Robust economic growth, increasing wind capacity, coal retirements, and a tight BC power market all indicate to a more volatile Alberta power market at the end of the decade. Gas fired peaking plants are the ideal form of generation to take advantage of this environment. Even in the case of lower power prices caused by an overbuild of base load gas fired generators or a drop in gas price, a volatile market will enable peaking power plants to remain profitable. As Alberta switching from primarily coal-fired generation to natural gas, it removes fuel cost as a basis of competition between power plants. If natural gas prices change, it will affect peaking plants and base load generators the same, protecting these assets from adverse changes in the price of natural gas – fuel cost changes will be passed on to the consumer.

Any company with near term coal retirements and little to no existing year-round Alberta peaking like TransAlta would gain more strategic benefit from this move than other generators. TransAlta is one of the largest power companies in Alberta, owning over 6000 MW of generation in the province – roughly two-thirds of which is coal-fired generation. New natural gas peaking plants would adapt TransAlta’s generating portfolio to gain fuller exposure to times of high prices, especially in the winter.3

Currently TransAlta is in a financially constrained position: its share price is down 33% since the beginning of 2012, it’s in the process of spinning out most of its renewable power assets for net proceeds of $200mm to finance its capital program. In addition, TransAlta has entered into an agreement with MidAmerican Energy holdings in which MidAmerican will jointly finance (50/50) all of TransAlta’s future natural gas power plants in Canada (TransAlta received no compensation from the agreement). While these peaking plants would be subject to the partnership, the capital burden on TransAlta would be very manageable, and in a strong price environment would deliver a material pop to earnings.
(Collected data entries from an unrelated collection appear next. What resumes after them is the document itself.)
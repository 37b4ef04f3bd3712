mod address_book;
mod error_display;
mod issue_card;
mod loading_spinner;
mod navbar;
mod notice;
mod password_form;
mod profile_editor;
mod require_role;
mod status_buttons;
mod text_field;
mod vote_section;

pub use address_book::AddressBook;
pub use error_display::{ErrorDisplay, StoreError};
pub use issue_card::IssueCard;
pub use loading_spinner::LoadingSpinner;
pub use navbar::{role_links, Navbar};
pub use notice::{FieldError, Notice};
pub use password_form::PasswordForm;
pub use profile_editor::ProfileEditor;
pub use require_role::RequireRole;
pub use status_buttons::StatusButtons;
pub use text_field::{TextArea, TextField};
pub use vote_section::VoteSection;
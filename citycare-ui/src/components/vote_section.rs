use crate::server::{apply_vote_command, fetch_vote_snapshot};
use crate::state::{dispatch, use_stores};
use citycare_app::application::{validation, VoteCommand, VotePanel};
use citycare_app::domain::{IssueId, Role};
use citycare_errors::AppError;
use leptos::prelude::*;
use leptos::task::spawn_local;

/// Counts, comments and (for citizens) vote controls for one issue.
#[component]
pub fn VoteSection(issue_id: IssueId) -> impl IntoView {
    let stores = use_stores();
    let can_vote = Memo::new(move |_| stores.auth.with(|auth| auth.has_role(Role::Citizen)));
    let panel = RwSignal::new(VotePanel::new(issue_id, can_vote.get_untracked()));
    let invalid = RwSignal::new(None::<String>);

    // Refetch when the role resolves so a citizen's own vote shows up.
    Effect::new(move |_| {
        let citizen = can_vote.get();
        panel.update(|p| {
            p.set_signed_in(citizen);
            p.begin_refresh();
        });
        dispatch(panel, fetch_vote_snapshot(issue_id), VotePanel::apply_snapshot);
    });

    let send = move |command: Option<VoteCommand>| {
        let Some(command) = command else { return };
        if let VoteCommand::Submit { comment: Some(comment), .. } = &command {
            if let Err(e) = validation::validate_comment(comment) {
                invalid.set(Some(e.to_string()));
                return;
            }
        }
        invalid.set(None);
        panel.update(VotePanel::begin_submit);
        spawn_local(async move {
            let outcome = apply_vote_command(command)
                .await
                .map_err(AppError::from_server_error);
            if panel.try_update(|p| p.finish_submit(outcome)).unwrap_or(false) {
                dispatch(panel, fetch_vote_snapshot(issue_id), VotePanel::apply_snapshot);
            }
        });
    };

    let counts = move || panel.with(|p| p.counts());
    let busy = Signal::derive(move || panel.with(|p| p.loading() || p.submitting()));
    let my_upvote = move || panel.with(|p| p.my_vote().upvote());

    view! {
        <section class="votes">
            <div class="votes__counts">
                <button
                    class="votes__button votes__button--up"
                    class:active=move || my_upvote() == Some(true)
                    prop:disabled=move || !can_vote.get() || busy.get()
                    on:click=move |_| send(panel.with_untracked(|p| p.plan_vote(true)))
                >
                    {move || format!("👍 {}", counts().upvotes)}
                </button>
                <button
                    class="votes__button votes__button--down"
                    class:active=move || my_upvote() == Some(false)
                    prop:disabled=move || !can_vote.get() || busy.get()
                    on:click=move |_| send(panel.with_untracked(|p| p.plan_vote(false)))
                >
                    {move || format!("👎 {}", counts().downvotes)}
                </button>
            </div>

            {move || can_vote.get().then(|| view! {
                <div class="votes__comment">
                    <textarea
                        class="field__input field__input--area"
                        placeholder="Add a comment"
                        prop:value=move || panel.with(|p| p.comment_input().to_string())
                        on:input=move |ev| panel.update(|p| p.set_comment_input(event_target_value(&ev)))
                    ></textarea>
                    <button
                        class="button"
                        prop:disabled=move || busy.get()
                        on:click=move |_| send(panel.with_untracked(VotePanel::plan_comment_update))
                    >
                        {move || panel.with(|p| p.comment_action_label())}
                    </button>
                    {move || panel.with(|p| p.my_vote().is_cast()).then(|| view! {
                        <button
                            class="button button--danger"
                            prop:disabled=move || busy.get()
                            on:click=move |_| panel.update(VotePanel::request_delete)
                        >
                            "Remove my vote"
                        </button>
                    })}
                </div>
            })}

            {move || panel.with(|p| p.confirming_delete()).then(|| view! {
                <div class="confirm">
                    <p>"Remove your vote and comment on this issue?"</p>
                    <button
                        class="button button--danger"
                        on:click=move |_| send(panel.with_untracked(VotePanel::plan_delete))
                    >
                        "Remove"
                    </button>
                    <button class="button" on:click=move |_| panel.update(VotePanel::cancel_delete)>
                        "Cancel"
                    </button>
                </div>
            })}

            {move || panel.with(VotePanel::my_vote_unavailable).then(|| view! {
                <p class="votes__error">"Could not load your vote status."</p>
            })}
            {move || invalid.get().map(|message| view! { <p class="field-error">{message}</p> })}
            {move || panel.with(|p| p.error().map(AppError::user_message)).map(|message| view! {
                <p class="votes__error">{message}</p>
            })}

            <ul class="votes__comments">
                {move || panel.with(|p| {
                    p.comments()
                        .map(|vote| {
                            let author = vote.author_name().to_string();
                            let text = vote.comment_text().unwrap_or_default().to_string();
                            let marker = if vote.upvote { "👍" } else { "👎" };
                            view! {
                                <li class="votes__comment-item">
                                    <strong>{author}</strong> " " {marker} ": " {text}
                                </li>
                            }
                        })
                        .collect::<Vec<_>>()
                })}
            </ul>
        </section>
    }
}
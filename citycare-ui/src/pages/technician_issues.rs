use crate::components::{IssueCard, LoadingSpinner, Notice, RequireRole, StatusButtons, StoreError};
use crate::server::{fetch_issues, update_issue_status};
use crate::state::{dispatch, error_message, use_stores};
use citycare_app::application::{IssueCollection, IssueStore, StatusChange, StatusWorkflow};
use citycare_app::domain::Role;
use leptos::prelude::*;

#[component]
pub fn TechnicianIssuesPage() -> impl IntoView {
    view! {
        <RequireRole roles=&[Role::Technician]>
            <AssignedIssues/>
        </RequireRole>
    }
}

#[component]
fn AssignedIssues() -> impl IntoView {
    let issues = use_stores().issues;
    let workflow = RwSignal::new(StatusWorkflow::default());

    let load = move || {
        issues.update(IssueStore::begin);
        dispatch(issues, fetch_issues(IssueCollection::Assigned), |store, outcome| {
            store.settle_fetch(IssueCollection::Assigned, outcome)
        });
    };
    Effect::new(move |_| {
        if issues.with_untracked(|s| s.needs_fetch(IssueCollection::Assigned)) {
            load();
        }
    });

    let apply = Callback::new(move |change: StatusChange| {
        issues.update(IssueStore::begin);
        dispatch(
            issues,
            update_issue_status(change.issue_id, change.to),
            IssueStore::settle_status,
        );
    });

    let busy = Signal::derive(move || issues.with(IssueStore::loading));
    let success = Signal::derive(move || issues.with(|s| s.success_message().map(str::to_string)));

    view! {
        <div class="page">
            <h1 class="page-title">"Assigned Issues"</h1>
            <Notice message=success/>
            <StoreError
                message=error_message(issues, IssueStore::error)
                on_retry=Callback::new(move |_| load())
            />
            {move || {
                let assigned = issues.with(|s| s.assigned_issues().to_vec());
                if assigned.is_empty() {
                    return if busy.get() {
                        view! { <LoadingSpinner/> }.into_any()
                    } else {
                        view! { <p class="page-empty">"No issues are assigned to you."</p> }.into_any()
                    };
                }
                view! {
                    <div class="issue-list">
                        {assigned
                            .into_iter()
                            .map(|issue| {
                                let card = issue.clone();
                                view! {
                                    <IssueCard issue=card>
                                        <StatusButtons issue=issue workflow=workflow on_confirm=apply busy=busy/>
                                    </IssueCard>
                                }
                            })
                            .collect::<Vec<_>>()}
                    </div>
                }
                .into_any()
            }}
        </div>
    }
}
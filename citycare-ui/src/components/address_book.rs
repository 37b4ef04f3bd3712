use super::FieldError;
use citycare_app::application::validation;
use citycare_app::domain::{Address, AddressField};
use leptos::prelude::*;

/// Saved addresses of a citizen, edited in place. Saving sends every entry;
/// entries without an id are created by the backend.
#[component]
pub fn AddressBook(
    addresses: RwSignal<Vec<Address>>,
    #[prop(into)] on_save: Callback<Vec<Address>>,
    #[prop(into)] busy: Signal<bool>,
) -> impl IntoView {
    let invalid = RwSignal::new(None::<String>);
    // Rebuild the inputs only when entries come or go, not on every keystroke.
    let count = Memo::new(move |_| addresses.with(Vec::len));

    let save = move |_: leptos::ev::MouseEvent| {
        match validation::validate_addresses(&addresses.get_untracked()) {
            Ok(cleaned) => {
                invalid.set(None);
                on_save.run(cleaned);
            }
            Err(e) => invalid.set(Some(e.to_string())),
        }
    };

    view! {
        <section class="form address-book">
            <h3 class="form__title">"My addresses"</h3>
            {move || {
                if count.get() == 0 {
                    return view! {
                        <p class="page-empty">"You haven't added any addresses yet."</p>
                    }
                    .into_any();
                }
                (0..count.get())
                    .map(|index| view! {
                        <fieldset class="form__group">
                            {AddressField::ALL
                                .into_iter()
                                .map(|field| view! {
                                    <label class="field">
                                        <span class="field__label">{field.label()}</span>
                                        <input
                                            class="field__input"
                                            prop:value=move || {
                                                addresses.with(|list| {
                                                    list.get(index)
                                                        .map(|address| address.field(field).to_string())
                                                        .unwrap_or_default()
                                                })
                                            }
                                            on:input=move |ev| {
                                                let value = event_target_value(&ev);
                                                addresses.update(|list| {
                                                    if let Some(address) = list.get_mut(index) {
                                                        address.set_field(field, value);
                                                    }
                                                });
                                            }
                                        />
                                    </label>
                                })
                                .collect::<Vec<_>>()}
                        </fieldset>
                    })
                    .collect::<Vec<_>>()
                    .into_any()
            }}
            <FieldError message=invalid/>
            <div class="address-book__actions">
                <button
                    type="button"
                    class="button"
                    on:click=move |_| addresses.update(|list| list.push(Address::default()))
                >
                    "Add address"
                </button>
                <button type="button" class="button button--primary" prop:disabled=move || busy.get() on:click=save>
                    "Save addresses"
                </button>
            </div>
        </section>
    }
}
Any player looking to add peaking plants should prioritize efficiency and location. Sites near load centres with higher local power demand than generating capacity and large quantities of underused transmission capacity are ideal targets.

Increasing structural volatility in the Alberta power market will present large opportunities for generators with the right assets and a tolerance for risk. Peaking plants will benefit from increased wind generation, as well as fuel switching amongst base load generators which makes them more competitive in this market. The Alberta power market, much like the Alberta economy is dynamic and growing. When the Alberta power market tightens and prices rise, investors will be looking for companies that stand to benefit the most. No doubt a strong fleet of peaking assets plus 6000MW of existing generation will put TransAlta atop everyone’s list.


Key Notes

1 Natural gas peaking plants (peakers) are plants with lower capital costs than base load generators, but higher variable costs. Peakers only generate when the power prices are highest and can ramp up and ramp down electricity generation much more quickly than base load natural gas or coal fired generation.

2 Natural gas cogeneration’s (cogen) primary function is to create steam for an industrial client like a chemical plant, refinery or oil sands producer, and generates electricity as a by-product. Therefore cogen facilities tend to serve as baseload generation for the Alberta power market (though they rarely run at full capacity).

3 TransAlta’s hydro assets sometimes operate in a peaking capacity, but are unable to operate to their full economic potential due to the needs of the downstream river users.